OLDENBURG Mehrere Stunden tagten Verwaltungsrat und Senat der Stiftung Niedersachsen am Montag im Oldenburger Schloss, bevor am Abend bei einem Empfang im Großen Sitzungssaal des Alten Ratshauses über die Beschlüsse informiert wurde.

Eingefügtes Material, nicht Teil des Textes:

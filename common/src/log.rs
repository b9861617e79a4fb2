//! Wire-level log types, shaped after `shuttle-common`'s `log`/`LogItem`
//! and `shuttle-deployer`'s `persistence::log::Level`.

use chrono::{DateTime, Utc};
use serde::{Deserialize, Serialize};

#[derive(Clone, Copy, Debug, PartialEq, Eq, Deserialize, Serialize)]
#[cfg_attr(feature = "persist", derive(sqlx::Type))]
pub enum Level {
    Trace,
    Debug,
    Info,
    Warn,
    Error,
}

impl From<&tracing::Level> for Level {
    fn from(level: &tracing::Level) -> Self {
        match *level {
            tracing::Level::TRACE => Self::Trace,
            tracing::Level::DEBUG => Self::Debug,
            tracing::Level::INFO => Self::Info,
            tracing::Level::WARN => Self::Warn,
            tracing::Level::ERROR => Self::Error,
        }
    }
}

/// An event or state-transition log line, scoped to one device-deployment.
#[derive(Clone, Debug, Deserialize, Serialize)]
pub struct Log {
    pub device_deployment_id: uuid::Uuid,
    pub timestamp: DateTime<Utc>,
    pub status: String,
    pub level: Level,
    pub file: Option<String>,
    pub line: Option<u32>,
    pub fields: serde_json::Value,
    pub kind: LogKind,
}

#[derive(Clone, Copy, Debug, PartialEq, Eq, Deserialize, Serialize)]
pub enum LogKind {
    Event,
    StateTransition,
}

Staunend erfuhr dort Jutta Moster-Hoos, die wissenschaftliche Leiterin des Oldenburger Horst-Janssen-Museums, dass sie nun mit Unterstützung der Stiftung die „Sammlung Jacobsen“ ankaufen kann. Begeistert kommentierte die Museums-Chefin die Entscheidung gegenüber der NWZ: „Das ist einfach ganz toll. Birgit Jacobsen, eine langjährige Lebensgefährtin Janssens, hat ganz viele künstlerische Archivalien gesammelt – Briefe, Tagebucheintragungen, Entwürfe für Bücher, einige Zeichnungen, kleine Objekte. Damit können wir ganz viel forschen – aber auch ausstellen.“

Das zweite Oldenburger Vorhaben, das die Stiftung unterstützt, ist ein ehrgeiziges Projekt zum 125. Geburtstag des Oldenburger Philosophen und Psychiaters Karl Jaspers im kommenden Jahr. Mit der Stiftungsförderung wird eine zeitgenössische Kunstausstellung zum Jaspers-Wirken finanziert, in der eine Skulptur des in Berlin lebenden dänisch-isländischen Künstlers Olafur Eliasson eine wichtige Rolle spielen soll.

Stiftungspräsident Dietrich H. Hoppenstedt unterstrich bei der Vorstellung der Projekte die enge Bindung der Stiftung an das Oldenburger Land, zumal sie vor 20 Jahren wesentlich aus dem Verkauf von Landesanteilen an der Oldenburgischen Landesbank (OLB) entstanden ist. Hoppenstedt erwähnte auch seine eigene Erinnerung an Oldenburg, wo er in der Lamberti-Kirche den kleinen Orgelschein gemacht habe.

Stadtrat Martin Schumacher hatte die Stiftungsvertreter zuvor im restaurierten Ratssaal begrüßt und die Bedeutung von Kunst und Kultur herausgestellt: „Das ist das, was später von uns bleibt.“

Zu den Beschlüssen des Stiftungs-Senats gehört auch die Förderung des Museumsprojektes Kalkriese (Varusschlacht) bei Osnabrück.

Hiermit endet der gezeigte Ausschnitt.